Mustafa Abu Sway (born 1958) is a Palestinian Islamic scholar and the first holder of the Integral Chair for the Study of Al Ghazali's Work at al-Masjid al-Aqsa and al-Quds University in Jerusalem.

==Life==

Mustafa Abu Sway was born in Amman in 1958. He received his education at Bethlehem University and Boston College in the United States. Abu Sway taught at the International Islamic University in Malaysia and was a visiting Fulbright scholar-in-residence at Wilkes Honors College of Florida Atlantic University. He has served as a visiting professor of Islamic Studies at Bard College in New York and as an associate professor of Philosophy and Islamic studies and Director of the Islamic Research Center at al-Quds University.

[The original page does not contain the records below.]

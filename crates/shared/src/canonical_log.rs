//! # Canonical Log Line ミドルウェア
//!
//! HTTP リクエスト完了時に、メソッド・パス・ステータス・レイテンシと結果の分類を
//! 1 行に集約したサマリログを出力する tower Layer。
//!
//! ## 結果の分類（`http.outcome`）
//!
//! | ステータス | 分類 | レベル |
//! |------------|------|--------|
//! | 2xx / 3xx | `ok` | INFO |
//! | 401 / 403 | `rejected` | INFO |
//! | その他の 4xx | `invalid` | INFO |
//! | 5xx | `failed` | WARN |
//!
//! API キーで拒否されたリクエストも `rejected` として 1 行残る。
//! 5xx の詳細はハンドラ側の ERROR ログに出力済みのため、ここではサマリのみ。
//!
//! ## レイヤー配置
//!
//! TraceLayer のスパン内に配置し、スパンフィールド（request_id 等）を
//! JSON ログに含める:
//!
//! ```text
//! SetRequestId → TraceLayer → CanonicalLogLineLayer → API キー検証 → handler
//! ```

use std::{
   future::Future,
   pin::Pin,
   task::{Context, Poll},
   time::Instant,
};

use http::{Request, Response, StatusCode};
use tower::{Layer, Service};

/// 監視系から高頻度で叩かれるため出力しない
fn is_health_check_path(path: &str) -> bool {
   path == "/health"
}

/// ステータスコードを集計用の分類に変換する
fn outcome(status: StatusCode) -> &'static str {
   match status.as_u16() {
      401 | 403 => "rejected",
      400..=499 => "invalid",
      500..=599 => "failed",
      _ => "ok",
   }
}

/// Canonical Log Line を出力する Layer
#[derive(Clone, Debug)]
pub struct CanonicalLogLineLayer;

impl<S> Layer<S> for CanonicalLogLineLayer {
   type Service = CanonicalLogLineService<S>;

   fn layer(&self, inner: S) -> Self::Service {
      CanonicalLogLineService { inner }
   }
}

/// [`CanonicalLogLineLayer`] が生成する Service
#[derive(Clone, Debug)]
pub struct CanonicalLogLineService<S> {
   inner: S,
}

impl<S, ReqBody, ResBody> Service<Request<ReqBody>> for CanonicalLogLineService<S>
where
   S: Service<Request<ReqBody>, Response = Response<ResBody>> + Clone + Send + 'static,
   S::Future: Send + 'static,
   S::Error: std::fmt::Display + 'static,
   ReqBody: Send + 'static,
   ResBody: Send + 'static,
{
   type Error = S::Error;
   type Future = Pin<Box<dyn Future<Output = Result<Self::Response, Self::Error>> + Send>>;
   type Response = S::Response;

   fn poll_ready(&mut self, cx: &mut Context<'_>) -> Poll<Result<(), Self::Error>> {
      self.inner.poll_ready(cx)
   }

   fn call(&mut self, req: Request<ReqBody>) -> Self::Future {
      // clone-swap: poll_ready 済みの inner を使う
      let clone = self.inner.clone();
      let mut inner = std::mem::replace(&mut self.inner, clone);

      let path = req.uri().path().to_owned();
      if is_health_check_path(&path) {
         return Box::pin(async move { inner.call(req).await });
      }

      let method = req.method().to_string();
      let start = Instant::now();

      Box::pin(async move {
         let result = inner.call(req).await;
         let latency_ms = u64::try_from(start.elapsed().as_millis()).unwrap_or(u64::MAX);

         match &result {
            Ok(response) if response.status().is_server_error() => {
               tracing::warn!(
                  log.r#type = "canonical",
                  http.method = %method,
                  http.path = %path,
                  http.status_code = response.status().as_u16(),
                  http.outcome = outcome(response.status()),
                  http.latency_ms = latency_ms,
                  "リクエスト完了"
               );
            }
            Ok(response) => {
               tracing::info!(
                  log.r#type = "canonical",
                  http.method = %method,
                  http.path = %path,
                  http.status_code = response.status().as_u16(),
                  http.outcome = outcome(response.status()),
                  http.latency_ms = latency_ms,
                  "リクエスト完了"
               );
            }
            Err(err) => {
               tracing::error!(
                  log.r#type = "canonical",
                  http.method = %method,
                  http.path = %path,
                  http.outcome = "failed",
                  http.latency_ms = latency_ms,
                  error.message = %err,
                  "リクエスト処理エラー"
               );
            }
         }

         result
      })
   }
}

#[cfg(test)]
mod tests {
   use std::sync::{Arc, Mutex};

   use pretty_assertions::assert_eq;
   use rstest::rstest;
   use serde_json::Value;
   use tracing_subscriber::fmt::MakeWriter;

   use super::*;

   /// 固定のステータス（またはエラー）を返す Service
   #[derive(Clone)]
   struct StubService {
      result: Result<StatusCode, &'static str>,
   }

   impl Service<Request<()>> for StubService {
      type Error = &'static str;
      type Future = Pin<Box<dyn Future<Output = Result<Self::Response, Self::Error>> + Send>>;
      type Response = Response<()>;

      fn poll_ready(&mut self, _cx: &mut Context<'_>) -> Poll<Result<(), Self::Error>> {
         Poll::Ready(Ok(()))
      }

      fn call(&mut self, _req: Request<()>) -> Self::Future {
         let result = self
            .result
            .map(|status| Response::builder().status(status).body(()).unwrap());
         Box::pin(async move { result })
      }
   }

   /// 本番と同じ JSON 形式のログを溜めるバッファ
   #[derive(Clone, Default)]
   struct LogBuffer(Arc<Mutex<Vec<u8>>>);

   impl std::io::Write for LogBuffer {
      fn write(&mut self, buf: &[u8]) -> std::io::Result<usize> {
         self.0.lock().unwrap().extend_from_slice(buf);
         Ok(buf.len())
      }

      fn flush(&mut self) -> std::io::Result<()> {
         Ok(())
      }
   }

   impl<'a> MakeWriter<'a> for LogBuffer {
      type Writer = Self;

      fn make_writer(&'a self) -> Self::Writer {
         self.clone()
      }
   }

   impl LogBuffer {
      fn lines(&self) -> Vec<Value> {
         let bytes = self.0.lock().unwrap().clone();
         String::from_utf8(bytes)
            .unwrap()
            .lines()
            .map(|line| serde_json::from_str(line).unwrap())
            .collect()
      }
   }

   fn capture() -> (tracing::subscriber::DefaultGuard, LogBuffer) {
      let buffer = LogBuffer::default();
      let subscriber = tracing_subscriber::fmt()
         .json()
         .flatten_event(true)
         .with_max_level(tracing::Level::INFO)
         .with_writer(buffer.clone())
         .finish();
      (tracing::subscriber::set_default(subscriber), buffer)
   }

   async fn call(result: Result<StatusCode, &'static str>, method: &str, path: &str) -> Vec<Value> {
      let (_guard, buffer) = capture();
      let mut sut = CanonicalLogLineLayer.layer(StubService { result });
      let request = Request::builder()
         .method(method)
         .uri(path)
         .body(())
         .unwrap();

      let _ = sut.call(request).await;

      buffer.lines()
   }

   #[rstest]
   #[case(StatusCode::CREATED, "ok")]
   #[case(StatusCode::NOT_FOUND, "invalid")]
   #[case(StatusCode::BAD_REQUEST, "invalid")]
   #[case(StatusCode::FORBIDDEN, "rejected")]
   #[case(StatusCode::UNAUTHORIZED, "rejected")]
   #[case(StatusCode::INTERNAL_SERVER_ERROR, "failed")]
   fn test_ステータスコードを分類する(#[case] status: StatusCode, #[case] expected: &str) {
      assert_eq!(outcome(status), expected);
   }

   #[tokio::test]
   async fn test_一括登録の完了でメソッドとパスとステータスが1行に出力される() {
      let lines = call(Ok(StatusCode::CREATED), "POST", "/perguntas/bulk").await;

      assert_eq!(lines.len(), 1);
      let line = &lines[0];
      assert_eq!(line["level"], "INFO");
      assert_eq!(line["log.type"], "canonical");
      assert_eq!(line["http.method"], "POST");
      assert_eq!(line["http.path"], "/perguntas/bulk");
      assert_eq!(line["http.status_code"], 201);
      assert_eq!(line["http.outcome"], "ok");
      assert!(line["http.latency_ms"].is_u64());
   }

   #[tokio::test]
   async fn test_apiキーで拒否されたリクエストはrejectedとして出力される() {
      let lines = call(Ok(StatusCode::FORBIDDEN), "GET", "/perguntas").await;

      assert_eq!(lines.len(), 1);
      assert_eq!(lines[0]["level"], "INFO");
      assert_eq!(lines[0]["http.status_code"], 403);
      assert_eq!(lines[0]["http.outcome"], "rejected");
   }

   #[tokio::test]
   async fn test_500応答はwarnレベルで出力される() {
      let lines = call(Ok(StatusCode::INTERNAL_SERVER_ERROR), "POST", "/perguntas").await;

      assert_eq!(lines[0]["level"], "WARN");
      assert_eq!(lines[0]["http.outcome"], "failed");
   }

   #[tokio::test]
   async fn test_healthでは出力されないがその下のパスは出力される() {
      let health = call(Ok(StatusCode::OK), "GET", "/health").await;
      let nested = call(Ok(StatusCode::FORBIDDEN), "GET", "/health/detalhes").await;

      assert!(health.is_empty());
      assert_eq!(nested.len(), 1);
   }

   #[tokio::test]
   async fn test_serviceエラー時にerrorレベルで出力される() {
      let lines = call(Err("store unavailable"), "GET", "/perguntas").await;

      assert_eq!(lines.len(), 1);
      assert_eq!(lines[0]["level"], "ERROR");
      assert_eq!(lines[0]["http.outcome"], "failed");
      assert_eq!(lines[0]["error.message"], "store unavailable");
   }
}
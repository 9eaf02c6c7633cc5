//! # QuizBank 共有ユーティリティ
//!
//! このクレートは、QuizBank プロジェクト全体で使用される共通ユーティリティを提供する。
//!
//! ## 設計方針
//!
//! - アプリケーションクレート（api）から依存される
//! - ビジネスロジックを含まない純粋なユーティリティのみを配置
//! - 外部クレートへの依存は最小限に抑える（HTTP / トレーシング関連は
//!   `observability` feature でのみ有効化）

#[cfg(feature = "observability")]
pub mod canonical_log;
pub mod error_response;
pub mod health;
pub mod observability;

pub use error_response::ErrorResponse;
pub use health::HealthResponse;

A Senior Fellow of the Royal Aal al-Bayt Institute for Islamic Thought, Mustafa Abu Sway was listed among the 500 most influential Muslims in the world in 2012 and 2020.

==Works==

- Islamic Epistemology: The Case of Al-Ghazali (Kuala Lumpur, 1995)
- Fatawa Al-Ghazali (ISTAC, 1996)
- Abraham in the Three Monotheistic Faiths (Jerusalem, 1998)
- Kitab Al-Tarbiyah Al-Islamiyyah (2001)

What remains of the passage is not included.